TASK TO COMPLETE:
Identify every line in the records below that contains the word "Error", and reproduce each one.
PROVIDED DATA Block Start
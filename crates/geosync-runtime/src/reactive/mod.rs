#![forbid(unsafe_code)]

//! Reactive notification primitives for geosync.
//!
//! - [`Emitter`]: a shared event source with listener callbacks.
//! - [`Subscription`]: RAII guard that unsubscribes on drop.
//!
//! # Architecture
//!
//! Everything here is single-threaded: `Rc<RefCell<..>>` storage, listeners
//! held as `Weak` callbacks and pruned lazily during emission.
//!
//! # Invariants
//!
//! 1. Listeners are notified in registration order.
//! 2. Dropping a [`Subscription`] removes its callback before the next
//!    emission.
//! 3. No borrow of the listener list is held while callbacks run.

pub mod emitter;

pub use emitter::{Emitter, Subscription};
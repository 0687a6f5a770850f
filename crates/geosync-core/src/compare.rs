#![forbid(unsafe_code)]

//! Snapshot equality for coordinate arrays.
//!
//! # Algorithm
//!
//! 1. Compare extents (four floats). Different extents prove the shapes
//!    differ, so coordinates are never touched on this path.
//! 2. Only when extents match, compare the coordinate trees position by
//!    position, in order, with exact float equality.
//!
//! There is no epsilon: transforms are deterministic, so a round trip through
//! the same pair of projections reproduces the same bits.

use crate::coords::Coordinates;
use crate::extent::Extent;

/// Coordinates paired with their precomputed extent.
#[derive(Debug, Clone, PartialEq)]
pub struct Snapshot {
    pub coordinates: Coordinates,
    pub extent: Extent,
}

impl Snapshot {
    /// Build a snapshot, computing the extent from `coordinates`.
    #[must_use]
    pub fn new(coordinates: Coordinates) -> Self {
        let extent = Extent::of(&coordinates);
        Self {
            coordinates,
            extent,
        }
    }

    #[must_use]
    pub fn into_coordinates(self) -> Coordinates {
        self.coordinates
    }
}

/// Semantic equality of two snapshots, extent first.
#[must_use]
pub fn snapshots_equal(a: &Snapshot, b: &Snapshot) -> bool {
    if a.extent != b.extent {
        return false;
    }
    a.coordinates == b.coordinates
}
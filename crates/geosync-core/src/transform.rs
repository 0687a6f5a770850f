#![forbid(unsafe_code)]

//! Projection transform resolver.
//!
//! A [`TransformTable`] maps each [`GeometryKind`] to a transform function
//! that knows the kind's nesting. Resolution happens once, when a binding is
//! set up; the resulting [`CoordTransform`] is a plain strategy value with no
//! runtime type inspection on the hot path beyond a shape check.
//!
//! # Invariants
//!
//! 1. Transforms are pure and return the input unchanged when
//!    `from == to`.
//! 2. Output nesting always equals input nesting.
//! 3. A kind missing from the table fails at resolve time, never per call.

use std::fmt;

use crate::coords::{
    Coordinates, GeometryKind, try_map_line, try_map_polygons, try_map_rings,
};
use crate::error::{Error, Result};
use crate::projection::{Projection, transform_position};

/// Signature of a per-kind coordinate transform.
pub type TransformFn = fn(&Coordinates, &Projection, &Projection) -> Result<Coordinates>;

/// Kind-to-transform lookup table.
#[derive(Clone)]
pub struct TransformTable {
    entries: [Option<TransformFn>; 6],
}

impl Default for TransformTable {
    fn default() -> Self {
        Self::standard()
    }
}

impl TransformTable {
    /// A table with no entries.
    #[must_use]
    pub fn empty() -> Self {
        Self {
            entries: [None; 6],
        }
    }

    /// A table covering every [`GeometryKind`].
    #[must_use]
    pub fn standard() -> Self {
        Self::empty()
            .with(GeometryKind::Point, transform_point)
            .with(GeometryKind::LineString, transform_line_string)
            .with(GeometryKind::Polygon, transform_polygon)
            .with(GeometryKind::MultiPoint, transform_multi_point)
            .with(GeometryKind::MultiLineString, transform_multi_line_string)
            .with(GeometryKind::MultiPolygon, transform_multi_polygon)
    }

    /// Register (or replace) the transform for `kind`.
    #[must_use]
    pub fn with(mut self, kind: GeometryKind, transform: TransformFn) -> Self {
        self.entries[kind.index()] = Some(transform);
        self
    }

    /// Remove the transform for `kind`.
    #[must_use]
    pub fn without(mut self, kind: GeometryKind) -> Self {
        self.entries[kind.index()] = None;
        self
    }

    #[must_use]
    pub fn supports(&self, kind: GeometryKind) -> bool {
        self.entries[kind.index()].is_some()
    }

    /// Resolve the strategy for `kind`.
    pub fn resolve(&self, kind: GeometryKind) -> Result<CoordTransform> {
        self.entries[kind.index()]
            .map(|apply| CoordTransform { kind, apply })
            .ok_or(Error::MissingTransform(kind))
    }
}

impl fmt::Debug for TransformTable {
    fn fmt(&self, f: &mut fmt::Formatter<'_>) -> fmt::Result {
        let kinds: Vec<GeometryKind> = GeometryKind::ALL
            .into_iter()
            .filter(|kind| self.supports(*kind))
            .collect();
        f.debug_struct("TransformTable")
            .field("kinds", &kinds)
            .finish()
    }
}

/// A transform resolved for one geometry kind.
#[derive(Clone, Copy)]
pub struct CoordTransform {
    kind: GeometryKind,
    apply: TransformFn,
}

impl CoordTransform {
    #[must_use]
    pub fn kind(&self) -> GeometryKind {
        self.kind
    }

    /// Transform `coords` from `from` to `to`.
    pub fn apply(
        &self,
        coords: &Coordinates,
        from: &Projection,
        to: &Projection,
    ) -> Result<Coordinates> {
        if coords.kind() != self.kind {
            return Err(Error::ShapeMismatch {
                expected: self.kind,
                found: coords.kind(),
            });
        }
        (self.apply)(coords, from, to)
    }
}

impl fmt::Debug for CoordTransform {
    fn fmt(&self, f: &mut fmt::Formatter<'_>) -> fmt::Result {
        f.debug_struct("CoordTransform")
            .field("kind", &self.kind)
            .finish_non_exhaustive()
    }
}

fn mismatch(expected: GeometryKind, coords: &Coordinates) -> Error {
    Error::ShapeMismatch {
        expected,
        found: coords.kind(),
    }
}

/// Transform a `Point`.
pub fn transform_point(
    coords: &Coordinates,
    from: &Projection,
    to: &Projection,
) -> Result<Coordinates> {
    match coords {
        Coordinates::Point(p) => Ok(Coordinates::Point(transform_position(*p, from, to)?)),
        other => Err(mismatch(GeometryKind::Point, other)),
    }
}

/// Transform a `LineString`.
pub fn transform_line_string(
    coords: &Coordinates,
    from: &Projection,
    to: &Projection,
) -> Result<Coordinates> {
    let mut f = |p| transform_position(p, from, to);
    match coords {
        Coordinates::LineString(line) => Ok(Coordinates::LineString(try_map_line(line, &mut f)?)),
        other => Err(mismatch(GeometryKind::LineString, other)),
    }
}

/// Transform a `Polygon`, ring by ring.
pub fn transform_polygon(
    coords: &Coordinates,
    from: &Projection,
    to: &Projection,
) -> Result<Coordinates> {
    let mut f = |p| transform_position(p, from, to);
    match coords {
        Coordinates::Polygon(rings) => Ok(Coordinates::Polygon(try_map_rings(rings, &mut f)?)),
        other => Err(mismatch(GeometryKind::Polygon, other)),
    }
}

/// Transform a `MultiPoint`.
pub fn transform_multi_point(
    coords: &Coordinates,
    from: &Projection,
    to: &Projection,
) -> Result<Coordinates> {
    let mut f = |p| transform_position(p, from, to);
    match coords {
        Coordinates::MultiPoint(points) => {
            Ok(Coordinates::MultiPoint(try_map_line(points, &mut f)?))
        }
        other => Err(mismatch(GeometryKind::MultiPoint, other)),
    }
}

/// Transform a `MultiLineString`.
pub fn transform_multi_line_string(
    coords: &Coordinates,
    from: &Projection,
    to: &Projection,
) -> Result<Coordinates> {
    let mut f = |p| transform_position(p, from, to);
    match coords {
        Coordinates::MultiLineString(lines) => {
            Ok(Coordinates::MultiLineString(try_map_rings(lines, &mut f)?))
        }
        other => Err(mismatch(GeometryKind::MultiLineString, other)),
    }
}

/// Transform a `MultiPolygon`.
pub fn transform_multi_polygon(
    coords: &Coordinates,
    from: &Projection,
    to: &Projection,
) -> Result<Coordinates> {
    let mut f = |p| transform_position(p, from, to);
    match coords {
        Coordinates::MultiPolygon(polygons) => {
            Ok(Coordinates::MultiPolygon(try_map_polygons(polygons, &mut f)?))
        }
        other => Err(mismatch(GeometryKind::MultiPolygon, other)),
    }
}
PROVIDED DATA Block End
ANSWER SECTION:
use crate::error::{Error, Result};
            .ok_or(Error::MissingTransform(kind))
            return Err(Error::ShapeMismatch {
fn mismatch(expected: GeometryKind, coords: &Coordinates) -> Error {
    Error::ShapeMismatch {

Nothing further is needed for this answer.